Responding to the outcry, the city government banned non-local pregnant women from reserving hospital beds to give birth from 2013. The number of babies born dropped sharply that year.

Now some believe it might be time to let non-locals back to have their babies in Hong Kong.

Some school leaders who believe this could help their schools survive have preferred not to say anything openly yet, because of what happened in the past.

Hong Kong preschools hit by shrinking enrolment offered new sites, incentives

Population expert Yip warned that lifting the ban could bring more problems.

“Only children born in Hong Kong enjoy the right of abode here, not their parents.

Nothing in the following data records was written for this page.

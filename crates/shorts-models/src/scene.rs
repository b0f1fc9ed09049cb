//! Scene and word-timing models.
//!
//! A [`Scene`] is one narration beat of a campaign. It is created by the
//! caller and enriched in place as the pipeline runs: narration audio and
//! measured duration first, then word timestamps, then the laundered clip.

use schemars::JsonSchema;
use serde::{Deserialize, Serialize};
use std::path::PathBuf;

use crate::EmotionTag;

/// Duration assumed for a scene whose narration could not be measured.
pub const DEFAULT_FALLBACK_DURATION_SECS: f64 = 3.0;

/// One spoken word and where it sits inside its narration audio.
#[derive(Debug, Clone, PartialEq, Serialize, Deserialize, JsonSchema)]
pub struct WordTimestamp {
    pub word: String,
    pub start_sec: f64,
    pub end_sec: f64,
}

impl WordTimestamp {
    pub fn new(word: impl Into<String>, start_sec: f64, end_sec: f64) -> Self {
        Self {
            word: word.into(),
            start_sec,
            end_sec,
        }
    }

    pub fn duration(&self) -> f64 {
        (self.end_sec - self.start_sec).max(0.0)
    }
}

/// Where a scene's word timestamps came from.
#[derive(Debug, Clone, Copy, PartialEq, Eq, Serialize, Deserialize, JsonSchema)]
#[serde(rename_all = "snake_case")]
pub enum AlignmentSource {
    /// Speech-to-text alignment model output
    Model,
    /// Fixed-width slicing of the measured duration (lower fidelity)
    UniformFallback,
}

impl AlignmentSource {
    pub fn is_degraded(&self) -> bool {
        matches!(self, AlignmentSource::UniformFallback)
    }
}

/// One narration beat of a campaign.
#[derive(Debug, Clone, Serialize, Deserialize, JsonSchema)]
pub struct Scene {
    /// Position in the campaign timeline (strictly increasing)
    pub index: u32,
    /// Narration text
    pub text: String,
    /// Duration the script asked for; advisory only
    #[serde(default, skip_serializing_if = "Option::is_none")]
    pub requested_duration: Option<f64>,
    #[serde(default)]
    pub emotion: EmotionTag,
    /// Synthesized narration audio
    #[serde(default, skip_serializing_if = "Option::is_none")]
    pub narration_audio_path: Option<PathBuf>,
    /// Probed duration of the narration (or the fallback duration)
    #[serde(default, skip_serializing_if = "Option::is_none")]
    pub measured_duration: Option<f64>,
    /// True when synthesis failed or was skipped and the duration is a fallback
    #[serde(default)]
    pub synthesis_fallback: bool,
    /// Laundered clip assigned to this scene
    #[serde(default, skip_serializing_if = "Option::is_none")]
    pub video_clip_path: Option<PathBuf>,
    #[serde(default)]
    pub word_timestamps: Vec<WordTimestamp>,
    #[serde(default, skip_serializing_if = "Option::is_none")]
    pub alignment_source: Option<AlignmentSource>,
}

impl Scene {
    pub fn new(index: u32, text: impl Into<String>, emotion: EmotionTag) -> Self {
        Self {
            index,
            text: text.into(),
            requested_duration: None,
            emotion,
            narration_audio_path: None,
            measured_duration: None,
            synthesis_fallback: false,
            video_clip_path: None,
            word_timestamps: Vec::new(),
            alignment_source: None,
        }
    }

    pub fn with_requested_duration(mut self, secs: f64) -> Self {
        self.requested_duration = Some(secs);
        self
    }

    pub fn with_clip(mut self, path: impl Into<PathBuf>) -> Self {
        self.video_clip_path = Some(path.into());
        self
    }

    /// Measured duration if usable, otherwise `fallback`.
    ///
    /// Never returns NaN, infinity or a non-positive value.
    pub fn duration_or(&self, fallback: f64) -> f64 {
        sanitize_duration(self.measured_duration, fallback)
    }

    pub fn has_text(&self) -> bool {
        !self.text.trim().is_empty()
    }

    /// Whether the scene's words came from the fallback slicer.
    pub fn alignment_degraded(&self) -> bool {
        self.alignment_source
            .map(|s| s.is_degraded())
            .unwrap_or(false)
    }
}

/// Replace a missing, non-finite or non-positive duration with `fallback`.
pub fn sanitize_duration(value: Option<f64>, fallback: f64) -> f64 {
    let fallback = if fallback.is_finite() && fallback > 0.0 {
        fallback
    } else {
        DEFAULT_FALLBACK_DURATION_SECS
    };
    match value {
        Some(v) if v.is_finite() && v > 0.0 => v,
        _ => fallback,
    }
}

/// Clean up raw aligner output into an ordered, non-overlapping word list.
///
/// Words are trimmed (empty ones dropped), times are rounded to milliseconds
/// and clamped so each word starts no earlier than the previous one ended.
pub fn normalize_words(words: Vec<WordTimestamp>) -> Vec<WordTimestamp> {
    let mut out: Vec<WordTimestamp> = Vec::with_capacity(words.len());
    let mut cursor = 0.0_f64;

    for w in words {
        let text = w.word.trim();
        if text.is_empty() || !w.start_sec.is_finite() || !w.end_sec.is_finite() {
            continue;
        }
        let start = round_millis(w.start_sec.max(cursor));
        let end = round_millis(w.end_sec.max(start));
        cursor = end;
        out.push(WordTimestamp::new(text, start, end));
    }

    out
}

fn round_millis(v: f64) -> f64 {
    (v * 1000.0).round() / 1000.0
}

There will be a lot of problems concerning their day-to-day care, not to mention the financial burden,” he said.

“Most of these babies actually would also be brought back to the mainland as their parents only wanted to secure their right of abode in Hong Kong”.

At this late stage of the city’s baby shortage, the authorities should plan to tackle foreseeable challenges, optimise teaching as more schools close, and improve the living conditions of elderly residents, Yip said.

Childless residents also needed to understand that they had a duty to contribute financially towards elderly care, so that they too would be looked after one day, he added.

Yip said Hong Kong had no shortage of women, but what had changed was their motivation to have babies.

“The social environment has to change to make everyone feel there is hope here, and perhaps that can prompt those who left the city to return as well,” he said.